> _RECORDS TO PROCESS_:
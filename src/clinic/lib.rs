//! # Clinic Overlay Architecture
//!
//! The clinic app ships a fixed set of mock records (appointments, invoices,
//! patients). This library lets UI code treat that read-only seed data as a
//! mutable, durable store by layering local edits on top of it.
//!
//! ```text
//! ┌─────────────────────────────────────────────────────────────┐
//! │  CLI / UI (main.rs)                                         │
//! │  - Parses arguments, formats output, handles terminal I/O   │
//! └─────────────────────────────────────────────────────────────┘
//!                              │
//!                              ▼
//! ┌─────────────────────────────────────────────────────────────┐
//! │  API Layer (api.rs)                                         │
//! │  - Per-entity wrappers: fixed namespace + bundled seed      │
//! └─────────────────────────────────────────────────────────────┘
//!                              │
//!                              ▼
//! ┌─────────────────────────────────────────────────────────────┐
//! │  Overlay Store (overlay.rs)                                 │
//! │  - Merges seed + overlay items − tombstones                 │
//! │  - list / create / update / delete                          │
//! └─────────────────────────────────────────────────────────────┘
//!                              │
//!                              ▼
//! ┌─────────────────────────────────────────────────────────────┐
//! │  Storage Layer (store/)                                     │
//! │  - KeyValueStore trait                                      │
//! │  - FsBackend (production), MemBackend (testing)             │
//! └─────────────────────────────────────────────────────────────┘
//! ```
//!
//! ## Key Principle: No I/O Assumptions in Core
//!
//! From `api.rs` inward, code never writes to stdout/stderr and never exits
//! the process. Diagnostics go through `tracing`.
//!
//! ## Known Limitation
//!
//! There is no cross-process coordination. Two writers on the same namespace
//! race, and the last write wins.
//!
//! ## Module Overview
//!
//! - [`api`]: Per-entity facade
//! - [`overlay`]: The merge and the mutation primitives
//! - [`store`]: Storage abstraction and implementations
//! - [`model`]: Namespaces, the `Record`/`Entity` traits, entity shapes
//! - [`seeds`]: Bundled mock data
//! - [`config`]: Configuration and data directory resolution
//! - [`error`]: Error types

pub mod api;
pub mod config;
pub mod error;
pub mod model;
pub mod overlay;
pub mod seeds;
pub mod store;
pub mod auth;
pub mod settings;
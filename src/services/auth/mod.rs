pub mod authenticator;
pub mod friendly;
pub mod redirecting;

pub use authenticator::{Authenticator, Challenge, ClientIdentity};
pub use friendly::FriendlyForm;
pub use redirecting::RedirectingForm;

> _YOUR INSTRUCTIONS_:
Your task is to give back every record exactly.

> _RESPONSE TO THE TASK_:
filename src/clinic/lib.rs
//! # Clinic Overlay Architecture
//!
//! The clinic app ships a fixed set of mock records (appointments, invoices,
//! patients). This library lets UI code treat that read-only seed data as a
//! mutable, durable store by layering local edits on top of it.
//!
//! ```text
//! ┌─────────────────────────────────────────────────────────────┐
//! │  CLI / UI (main.rs)                                         │
//! │  - Parses arguments, formats output, handles terminal I/O   │
//! └─────────────────────────────────────────────────────────────┘
//!                              │
//!                              ▼
//! ┌─────────────────────────────────────────────────────────────┐
//! │  API Layer (api.rs)                                         │
//! │  - Per-entity wrappers: fixed namespace + bundled seed      │
//! └─────────────────────────────────────────────────────────────┘
//!                              │
//!                              ▼
//! ┌─────────────────────────────────────────────────────────────┐
//! │  Overlay Store (overlay.rs)                                 │
//! │  - Merges seed + overlay items − tombstones                 │
//! │  - list / create / update / delete                          │
//! └─────────────────────────────────────────────────────────────┘
//!                              │
//!                              ▼
//! ┌─────────────────────────────────────────────────────────────┐
//! │  Storage Layer (store/)                                     │
//! │  - KeyValueStore trait                                      │
//! │  - FsBackend (production), MemBackend (testing)             │
//! └─────────────────────────────────────────────────────────────┘
//! ```
//!
//! ## Key Principle: No I/O Assumptions in Core
//!
//! From `api.rs` inward, code never writes to stdout/stderr and never exits
//! the process. Diagnostics go through `tracing`.
//!
//! ## Known Limitation
//!
//! There is no cross-process coordination. Two writers on the same namespace
//! race, and the last write wins.
//!
//! ## Module Overview
//!
//! - [`api`]: Per-entity facade
//! - [`overlay`]: The merge and the mutation primitives
//! - [`store`]: Storage abstraction and implementations
//! - [`model`]: Namespaces, the `Record`/`Entity` traits, entity shapes
//! - [`seeds`]: Bundled mock data
//! - [`config`]: Configuration and data directory resolution
//! - [`error`]: Error types

pub mod api;
pub mod config;
pub mod error;
pub mod model;
pub mod overlay;
pub mod seeds;
pub mod store;
pub mod auth;
pub mod settings;
filename src/services/auth/mod.rs
pub mod authenticator;
pub mod friendly;
pub mod redirecting;

pub use authenticator::{Authenticator, Challenge, ClientIdentity};
pub use friendly::FriendlyForm;
pub use redirecting::RedirectingForm;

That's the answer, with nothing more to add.